If the school doesn’t do anything about it and the pest continues to bother you, you may just have to live with it. Some pestering isn’t going to kill you. Life frequently involves coping with chronic pestering.

Remember, I’m not talking about being bullied. If a child is being bullied and the school doesn’t put a stop to it, then the child has a right to punch that kid in the nose–hard enough to stop the bully in his tracks. That’s the way some playground conflicts need to be resolved. Adults need to get the heck out of the way and let it happen.

2 thoughts on “How to Deal With a Pest”

  1. Why is cheating off a test/homework a little deal? Consider the number of college students who admit to cheating…as a former college instructor I think that falls in the big deal category, especially if the one being cheated off of could also potentially get in trouble or have their grade affected.
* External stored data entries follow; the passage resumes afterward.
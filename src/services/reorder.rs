//! Reorder recommendations.
//!
//! Demand over the lookback window becomes a daily rate; the reorder point
//! (lead time plus safety buffer, in days) turns the rate into a stock
//! target. All arithmetic runs on exact decimals and the results are rounded
//! half away from zero. Derived values that would overflow saturate instead.

use chrono::{DateTime, Utc};
use metrics::{counter, histogram};
use rust_decimal::prelude::ToPrimitive;
use rust_decimal::{Decimal, RoundingStrategy};
use std::collections::{BTreeMap, BTreeSet};
use std::sync::Arc;
use tracing::{info, instrument};

use super::demand::{Demand, DemandAggregator};
use super::ranking::rank;
use crate::{
    errors::ServiceError,
    models::{InventoryLevel, ProductRecord, ReorderParams, ReorderReport, ReorderRow},
    store::Store,
};

const RATE_DP: u32 = 3;
const SUPPLY_DP: u32 = 1;
const COST_DP: u32 = 2;

fn round_half_away(value: Decimal, dp: u32) -> Decimal {
    value.round_dp_with_strategy(dp, RoundingStrategy::MidpointAwayFromZero)
}

fn ceil_to_i64(value: Decimal) -> i64 {
    let ceiled = value.ceil();
    ceiled.to_i64().unwrap_or(if ceiled.is_sign_negative() {
        i64::MIN
    } else {
        i64::MAX
    })
}

/// Builds the row for one SKU.
///
/// The stock requirement is `total_qty * reorder_point_days / lookback_days`,
/// multiplied before dividing so whole-number results stay exact.
pub fn reorder_row(
    sku: &str,
    total_qty: Decimal,
    inventory: Option<&InventoryLevel>,
    product: Option<&ProductRecord>,
    params: &ReorderParams,
) -> ReorderRow {
    let lookback = Decimal::from(params.lookback_days.max(1));
    let reorder_point_days = params.reorder_point_days();

    let daily_rate = total_qty.checked_div(lookback).unwrap_or(Decimal::ZERO);
    let requirement = total_qty
        .saturating_mul(Decimal::from(reorder_point_days))
        .checked_div(lookback)
        .unwrap_or(Decimal::ZERO);

    let on_hand = inventory
        .and_then(|level| level.on_hand)
        .unwrap_or(Decimal::ZERO);

    let target_stock = ceil_to_i64(requirement);
    let order_qty = ceil_to_i64(requirement.saturating_sub(on_hand)).max(0);

    let days_of_supply = if daily_rate > Decimal::ZERO {
        on_hand
            .saturating_mul(lookback)
            .checked_div(total_qty)
            .map(|days| round_half_away(days, SUPPLY_DP))
    } else {
        None
    };

    let unit_cost = product.and_then(|p| p.cost);
    let est_cost = unit_cost
        .map(|cost| round_half_away(cost.saturating_mul(Decimal::from(order_qty)), COST_DP));

    ReorderRow {
        sku: sku.to_string(),
        name: product.and_then(|p| p.name.clone()),
        vendor: product.and_then(|p| p.vendor.clone()),
        on_hand,
        daily_rate: round_half_away(daily_rate, RATE_DP),
        days_of_supply,
        reorder_point_days,
        target_stock,
        order_qty,
        unit_cost,
        est_cost,
        last_inventory_update: inventory.and_then(|level| level.updated_at.clone()),
    }
}

/// Joins demand, inventory and catalog into one row per SKU that either sold
/// in the window or has an inventory record, in SKU order. Catalog-only SKUs
/// are left out. Later rows win when a source repeats a SKU.
pub fn compute_reorder_rows(
    demand: &Demand,
    inventory: &[InventoryLevel],
    products: &[ProductRecord],
    params: &ReorderParams,
) -> Vec<ReorderRow> {
    let inventory_by_sku: BTreeMap<&str, &InventoryLevel> = inventory
        .iter()
        .filter_map(|level| level.key().map(|sku| (sku, level)))
        .collect();
    let products_by_sku: BTreeMap<&str, &ProductRecord> = products
        .iter()
        .filter_map(|product| product.key().map(|sku| (sku, product)))
        .collect();

    let universe: BTreeSet<&str> = demand
        .keys()
        .map(String::as_str)
        .chain(inventory_by_sku.keys().copied())
        .collect();

    universe
        .into_iter()
        .map(|sku| {
            reorder_row(
                sku,
                demand.get(sku).copied().unwrap_or(Decimal::ZERO),
                inventory_by_sku.get(sku).copied(),
                products_by_sku.get(sku).copied(),
                params,
            )
        })
        .collect()
}

/// Produces ranked reorder reports from the store.
#[derive(Clone)]
pub struct ReorderService {
    store: Arc<dyn Store>,
    demand: DemandAggregator,
}

impl ReorderService {
    pub fn new(store: Arc<dyn Store>) -> Self {
        Self {
            demand: DemandAggregator::new(store.clone()),
            store,
        }
    }

    /// Builds the report as of `now`. The three reads run concurrently and
    /// any failure fails the report.
    #[instrument(skip(self))]
    pub async fn report(
        &self,
        params: ReorderParams,
        now: DateTime<Utc>,
    ) -> Result<ReorderReport, ServiceError> {
        let (demand, inventory, products) = tokio::try_join!(
            async {
                self.demand
                    .demand_for(params.lookback_days, now)
                    .await
                    .map_err(ServiceError::StoreRead)
            },
            async {
                self.store
                    .inventory_levels()
                    .await
                    .map_err(ServiceError::StoreRead)
            },
            async {
                self.store
                    .products()
                    .await
                    .map_err(ServiceError::StoreRead)
            },
        )?;

        let mut rows = compute_reorder_rows(&demand, &inventory, &products, &params);
        rank(&mut rows);

        let to_order = rows.iter().filter(|row| row.order_qty > 0).count();
        counter!("reorder.reports.generated", 1);
        histogram!("reorder.reports.rows", rows.len() as f64);
        info!(rows = rows.len(), to_order, "reorder report computed");

        Ok(ReorderReport::new(params, rows))
    }
}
  2. Good question. Let me clarify.

    Of course cheating is a big deal. It is no doubt immoral and unethical, not to mention disrespectful to the teacher and other students. So from a global, social-cultural perspective, it is indeed a big deal. I certainly didn’t mean to minimize cheating.

    My point is that from the perspective of the child whose answers are being copied, it is not violent act or something so egregious as to require a major response. This is especially true in the lower grades.

    Your example of a student in the upper grades getting in trouble for being involved in the cheating is a valid one, of course. In that case, a student whose answers are being “stolen” should indeed offer an assertive response (telling the instructor and/or telling the cheater to knock it off).

    Thanks for the comment/question!